Provided data: Begin

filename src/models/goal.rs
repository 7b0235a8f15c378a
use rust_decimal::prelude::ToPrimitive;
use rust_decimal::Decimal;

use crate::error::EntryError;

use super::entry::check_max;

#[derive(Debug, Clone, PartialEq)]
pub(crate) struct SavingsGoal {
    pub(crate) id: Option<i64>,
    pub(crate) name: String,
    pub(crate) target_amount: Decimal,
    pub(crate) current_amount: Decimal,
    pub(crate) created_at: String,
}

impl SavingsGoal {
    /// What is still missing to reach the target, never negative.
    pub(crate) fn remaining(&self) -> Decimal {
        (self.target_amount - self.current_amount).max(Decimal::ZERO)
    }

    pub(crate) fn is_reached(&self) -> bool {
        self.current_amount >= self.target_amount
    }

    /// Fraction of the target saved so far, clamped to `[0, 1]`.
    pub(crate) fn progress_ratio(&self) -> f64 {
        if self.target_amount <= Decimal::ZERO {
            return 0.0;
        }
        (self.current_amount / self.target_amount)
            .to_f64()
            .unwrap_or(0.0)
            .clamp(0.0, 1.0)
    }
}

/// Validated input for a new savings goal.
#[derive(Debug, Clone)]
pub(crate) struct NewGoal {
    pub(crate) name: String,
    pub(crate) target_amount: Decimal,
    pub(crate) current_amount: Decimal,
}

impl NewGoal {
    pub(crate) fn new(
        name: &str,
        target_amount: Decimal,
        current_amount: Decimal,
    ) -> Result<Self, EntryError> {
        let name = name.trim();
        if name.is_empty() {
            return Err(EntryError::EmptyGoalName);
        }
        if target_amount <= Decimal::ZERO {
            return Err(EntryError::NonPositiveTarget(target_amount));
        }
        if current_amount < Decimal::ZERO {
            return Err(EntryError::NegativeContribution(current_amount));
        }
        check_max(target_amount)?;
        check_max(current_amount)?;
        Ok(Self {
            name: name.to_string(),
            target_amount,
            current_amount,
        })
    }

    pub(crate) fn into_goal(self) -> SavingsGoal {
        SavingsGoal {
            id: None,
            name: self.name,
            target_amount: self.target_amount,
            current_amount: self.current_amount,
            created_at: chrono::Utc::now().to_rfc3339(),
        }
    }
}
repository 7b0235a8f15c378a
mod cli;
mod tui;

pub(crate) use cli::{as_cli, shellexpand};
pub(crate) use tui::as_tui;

Provided data: End
Provided data: Begin

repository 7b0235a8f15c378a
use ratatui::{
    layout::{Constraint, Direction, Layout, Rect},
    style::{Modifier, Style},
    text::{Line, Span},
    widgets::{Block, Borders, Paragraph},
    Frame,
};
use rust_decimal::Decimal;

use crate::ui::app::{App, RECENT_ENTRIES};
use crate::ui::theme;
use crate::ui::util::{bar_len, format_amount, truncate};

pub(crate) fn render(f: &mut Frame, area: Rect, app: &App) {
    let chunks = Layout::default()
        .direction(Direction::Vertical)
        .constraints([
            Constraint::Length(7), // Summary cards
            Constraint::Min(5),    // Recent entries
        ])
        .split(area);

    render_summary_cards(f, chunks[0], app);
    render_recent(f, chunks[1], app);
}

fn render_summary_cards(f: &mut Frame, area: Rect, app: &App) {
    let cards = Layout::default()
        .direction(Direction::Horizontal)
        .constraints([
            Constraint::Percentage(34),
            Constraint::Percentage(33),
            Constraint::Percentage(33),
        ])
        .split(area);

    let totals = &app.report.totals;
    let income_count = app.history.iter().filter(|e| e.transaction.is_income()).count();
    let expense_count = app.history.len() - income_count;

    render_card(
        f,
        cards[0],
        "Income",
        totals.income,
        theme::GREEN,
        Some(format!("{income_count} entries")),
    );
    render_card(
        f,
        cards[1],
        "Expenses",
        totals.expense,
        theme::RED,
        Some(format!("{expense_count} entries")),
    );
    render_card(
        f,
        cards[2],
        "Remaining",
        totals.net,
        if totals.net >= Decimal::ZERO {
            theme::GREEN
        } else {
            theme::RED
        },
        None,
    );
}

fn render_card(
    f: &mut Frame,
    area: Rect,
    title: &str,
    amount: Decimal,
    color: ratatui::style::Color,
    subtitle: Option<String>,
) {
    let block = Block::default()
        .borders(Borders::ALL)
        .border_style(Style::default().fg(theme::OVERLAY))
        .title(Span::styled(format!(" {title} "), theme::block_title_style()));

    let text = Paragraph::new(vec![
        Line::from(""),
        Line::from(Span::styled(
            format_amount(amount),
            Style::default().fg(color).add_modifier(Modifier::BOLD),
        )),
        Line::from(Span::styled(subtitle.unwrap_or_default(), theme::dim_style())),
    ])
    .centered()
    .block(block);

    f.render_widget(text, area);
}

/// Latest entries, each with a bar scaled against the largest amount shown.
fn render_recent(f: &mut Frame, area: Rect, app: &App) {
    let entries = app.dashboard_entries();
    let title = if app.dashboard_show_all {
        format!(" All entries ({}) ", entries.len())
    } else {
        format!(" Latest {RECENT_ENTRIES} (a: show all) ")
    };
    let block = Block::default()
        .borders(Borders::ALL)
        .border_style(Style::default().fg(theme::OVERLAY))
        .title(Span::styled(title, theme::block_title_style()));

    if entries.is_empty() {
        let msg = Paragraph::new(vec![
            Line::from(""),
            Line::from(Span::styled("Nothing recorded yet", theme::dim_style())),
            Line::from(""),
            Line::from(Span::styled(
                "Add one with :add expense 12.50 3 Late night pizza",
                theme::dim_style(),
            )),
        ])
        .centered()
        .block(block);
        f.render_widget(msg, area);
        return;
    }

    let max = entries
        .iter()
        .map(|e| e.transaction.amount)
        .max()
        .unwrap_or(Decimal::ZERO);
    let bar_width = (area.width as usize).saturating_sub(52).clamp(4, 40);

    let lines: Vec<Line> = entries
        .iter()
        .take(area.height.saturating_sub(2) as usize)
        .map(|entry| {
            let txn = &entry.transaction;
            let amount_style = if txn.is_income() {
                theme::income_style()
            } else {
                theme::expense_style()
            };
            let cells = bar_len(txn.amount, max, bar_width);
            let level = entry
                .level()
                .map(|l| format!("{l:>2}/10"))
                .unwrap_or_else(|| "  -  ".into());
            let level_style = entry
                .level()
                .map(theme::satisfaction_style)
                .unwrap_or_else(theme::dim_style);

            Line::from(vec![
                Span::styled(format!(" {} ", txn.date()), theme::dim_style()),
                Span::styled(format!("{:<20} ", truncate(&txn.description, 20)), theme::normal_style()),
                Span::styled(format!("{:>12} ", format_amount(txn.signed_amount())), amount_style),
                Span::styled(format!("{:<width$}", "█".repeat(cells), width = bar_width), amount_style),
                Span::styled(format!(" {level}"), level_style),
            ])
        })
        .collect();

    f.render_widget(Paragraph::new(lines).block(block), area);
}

Provided data: End
Provided data: Begin

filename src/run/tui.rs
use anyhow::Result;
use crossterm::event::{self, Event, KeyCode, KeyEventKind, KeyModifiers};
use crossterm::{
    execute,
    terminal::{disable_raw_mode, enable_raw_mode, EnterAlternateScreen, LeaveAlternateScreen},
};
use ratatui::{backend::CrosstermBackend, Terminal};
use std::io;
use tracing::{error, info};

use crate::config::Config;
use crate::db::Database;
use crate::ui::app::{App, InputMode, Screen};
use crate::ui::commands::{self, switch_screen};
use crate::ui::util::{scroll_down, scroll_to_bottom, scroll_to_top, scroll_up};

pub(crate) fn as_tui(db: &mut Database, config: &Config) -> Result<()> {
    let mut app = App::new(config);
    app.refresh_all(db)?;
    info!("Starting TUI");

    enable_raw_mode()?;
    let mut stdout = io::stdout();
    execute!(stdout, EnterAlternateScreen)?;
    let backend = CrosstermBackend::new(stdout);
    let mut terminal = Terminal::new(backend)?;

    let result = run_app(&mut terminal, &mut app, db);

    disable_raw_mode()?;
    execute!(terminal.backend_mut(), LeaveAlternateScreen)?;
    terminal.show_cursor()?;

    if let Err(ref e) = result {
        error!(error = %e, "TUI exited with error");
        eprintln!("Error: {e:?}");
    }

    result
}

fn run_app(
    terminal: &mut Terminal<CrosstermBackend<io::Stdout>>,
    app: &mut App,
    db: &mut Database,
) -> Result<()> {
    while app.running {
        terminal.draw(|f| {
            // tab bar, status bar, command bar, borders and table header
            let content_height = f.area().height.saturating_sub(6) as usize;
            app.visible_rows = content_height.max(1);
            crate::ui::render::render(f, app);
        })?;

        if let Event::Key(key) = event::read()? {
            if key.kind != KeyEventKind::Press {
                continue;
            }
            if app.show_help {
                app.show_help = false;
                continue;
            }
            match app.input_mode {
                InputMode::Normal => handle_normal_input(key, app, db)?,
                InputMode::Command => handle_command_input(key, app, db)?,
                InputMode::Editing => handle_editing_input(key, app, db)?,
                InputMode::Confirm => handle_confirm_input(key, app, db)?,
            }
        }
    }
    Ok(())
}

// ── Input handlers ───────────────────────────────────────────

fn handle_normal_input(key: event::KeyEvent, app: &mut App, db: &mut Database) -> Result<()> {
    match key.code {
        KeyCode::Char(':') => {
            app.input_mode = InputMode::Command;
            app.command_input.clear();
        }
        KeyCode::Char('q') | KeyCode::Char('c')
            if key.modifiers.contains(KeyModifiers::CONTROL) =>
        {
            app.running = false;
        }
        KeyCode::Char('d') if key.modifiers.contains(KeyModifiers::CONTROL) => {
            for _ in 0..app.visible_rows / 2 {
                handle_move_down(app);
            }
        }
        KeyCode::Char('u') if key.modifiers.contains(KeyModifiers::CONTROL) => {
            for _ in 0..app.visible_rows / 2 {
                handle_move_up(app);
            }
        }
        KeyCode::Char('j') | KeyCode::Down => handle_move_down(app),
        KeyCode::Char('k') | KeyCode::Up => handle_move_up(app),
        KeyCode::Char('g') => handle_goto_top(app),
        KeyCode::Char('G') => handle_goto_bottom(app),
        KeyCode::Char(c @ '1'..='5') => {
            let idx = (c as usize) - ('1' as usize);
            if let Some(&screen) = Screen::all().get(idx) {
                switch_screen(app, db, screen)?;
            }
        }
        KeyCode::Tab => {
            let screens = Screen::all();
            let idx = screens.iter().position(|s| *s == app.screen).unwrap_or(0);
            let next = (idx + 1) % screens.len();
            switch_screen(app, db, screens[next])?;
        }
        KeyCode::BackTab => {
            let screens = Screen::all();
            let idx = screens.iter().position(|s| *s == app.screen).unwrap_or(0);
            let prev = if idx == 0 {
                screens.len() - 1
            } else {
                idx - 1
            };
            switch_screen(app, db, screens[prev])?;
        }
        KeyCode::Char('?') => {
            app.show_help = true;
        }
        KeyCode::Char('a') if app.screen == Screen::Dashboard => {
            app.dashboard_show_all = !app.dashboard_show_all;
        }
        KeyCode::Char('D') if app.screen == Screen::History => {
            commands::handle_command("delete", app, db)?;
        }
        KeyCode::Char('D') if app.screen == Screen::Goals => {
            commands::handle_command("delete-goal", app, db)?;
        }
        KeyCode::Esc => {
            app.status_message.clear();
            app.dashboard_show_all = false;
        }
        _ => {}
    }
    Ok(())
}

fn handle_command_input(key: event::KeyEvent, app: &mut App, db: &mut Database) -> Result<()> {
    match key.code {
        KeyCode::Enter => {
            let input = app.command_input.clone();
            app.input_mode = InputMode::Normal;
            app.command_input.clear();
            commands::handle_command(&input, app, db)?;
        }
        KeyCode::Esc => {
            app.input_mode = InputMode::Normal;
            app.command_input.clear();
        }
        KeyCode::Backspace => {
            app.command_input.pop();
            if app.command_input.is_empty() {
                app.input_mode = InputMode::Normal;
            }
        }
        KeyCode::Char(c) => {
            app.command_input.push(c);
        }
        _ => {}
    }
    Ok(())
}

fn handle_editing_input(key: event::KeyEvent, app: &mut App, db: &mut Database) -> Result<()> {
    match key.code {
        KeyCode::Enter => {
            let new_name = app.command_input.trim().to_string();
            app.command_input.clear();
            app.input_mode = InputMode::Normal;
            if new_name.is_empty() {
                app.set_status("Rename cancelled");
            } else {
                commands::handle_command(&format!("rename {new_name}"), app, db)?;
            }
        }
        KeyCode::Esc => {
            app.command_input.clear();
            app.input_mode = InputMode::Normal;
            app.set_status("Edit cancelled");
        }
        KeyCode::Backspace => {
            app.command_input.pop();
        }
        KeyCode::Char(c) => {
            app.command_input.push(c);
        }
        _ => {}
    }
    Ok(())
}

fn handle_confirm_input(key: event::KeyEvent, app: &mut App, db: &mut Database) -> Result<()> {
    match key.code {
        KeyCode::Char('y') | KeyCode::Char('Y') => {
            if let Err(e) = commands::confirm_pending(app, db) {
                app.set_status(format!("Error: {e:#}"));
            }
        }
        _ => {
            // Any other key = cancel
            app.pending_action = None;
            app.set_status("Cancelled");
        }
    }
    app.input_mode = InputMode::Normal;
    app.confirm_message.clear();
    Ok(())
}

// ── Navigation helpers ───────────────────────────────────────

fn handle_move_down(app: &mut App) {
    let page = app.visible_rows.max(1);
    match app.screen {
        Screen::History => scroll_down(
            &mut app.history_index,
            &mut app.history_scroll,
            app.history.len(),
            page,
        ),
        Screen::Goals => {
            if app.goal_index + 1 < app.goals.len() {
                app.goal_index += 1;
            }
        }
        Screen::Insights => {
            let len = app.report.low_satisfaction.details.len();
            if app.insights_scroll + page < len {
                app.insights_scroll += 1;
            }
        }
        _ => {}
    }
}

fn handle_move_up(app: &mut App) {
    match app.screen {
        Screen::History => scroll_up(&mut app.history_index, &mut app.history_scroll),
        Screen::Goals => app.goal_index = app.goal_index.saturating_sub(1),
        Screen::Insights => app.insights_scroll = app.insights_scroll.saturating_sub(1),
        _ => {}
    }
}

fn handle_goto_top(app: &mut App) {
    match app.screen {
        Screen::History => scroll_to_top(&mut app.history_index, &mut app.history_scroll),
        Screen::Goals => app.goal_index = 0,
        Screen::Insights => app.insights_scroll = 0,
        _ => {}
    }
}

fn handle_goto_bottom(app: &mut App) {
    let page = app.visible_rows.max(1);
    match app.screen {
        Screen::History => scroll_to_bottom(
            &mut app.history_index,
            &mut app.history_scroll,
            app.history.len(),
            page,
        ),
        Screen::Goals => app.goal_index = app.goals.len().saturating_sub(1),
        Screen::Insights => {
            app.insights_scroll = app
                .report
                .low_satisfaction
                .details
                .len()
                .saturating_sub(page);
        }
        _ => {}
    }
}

Provided data: End

Try it:
From the records above, print only the lines between the one holding "filename src/models/goal.rs" and the one holding "check_max(target_amount)?;", inclusive, exactly as they stand.

Reply to the task:
filename src/models/goal.rs
repository 7b0235a8f15c378a
use rust_decimal::prelude::ToPrimitive;
use rust_decimal::Decimal;

use crate::error::EntryError;

use super::entry::check_max;

#[derive(Debug, Clone, PartialEq)]
pub(crate) struct SavingsGoal {
    pub(crate) id: Option<i64>,
    pub(crate) name: String,
    pub(crate) target_amount: Decimal,
    pub(crate) current_amount: Decimal,
    pub(crate) created_at: String,
}

impl SavingsGoal {
    /// What is still missing to reach the target, never negative.
    pub(crate) fn remaining(&self) -> Decimal {
        (self.target_amount - self.current_amount).max(Decimal::ZERO)
    }

    pub(crate) fn is_reached(&self) -> bool {
        self.current_amount >= self.target_amount
    }

    /// Fraction of the target saved so far, clamped to `[0, 1]`.
    pub(crate) fn progress_ratio(&self) -> f64 {
        if self.target_amount <= Decimal::ZERO {
            return 0.0;
        }
        (self.current_amount / self.target_amount)
            .to_f64()
            .unwrap_or(0.0)
            .clamp(0.0, 1.0)
    }
}

/// Validated input for a new savings goal.
#[derive(Debug, Clone)]
pub(crate) struct NewGoal {
    pub(crate) name: String,
    pub(crate) target_amount: Decimal,
    pub(crate) current_amount: Decimal,
}

impl NewGoal {
    pub(crate) fn new(
        name: &str,
        target_amount: Decimal,
        current_amount: Decimal,
    ) -> Result<Self, EntryError> {
        let name = name.trim();
        if name.is_empty() {
            return Err(EntryError::EmptyGoalName);
        }
        if target_amount <= Decimal::ZERO {
            return Err(EntryError::NonPositiveTarget(target_amount));
        }
        if current_amount < Decimal::ZERO {
            return Err(EntryError::NegativeContribution(current_amount));
        }
        check_max(target_amount)?;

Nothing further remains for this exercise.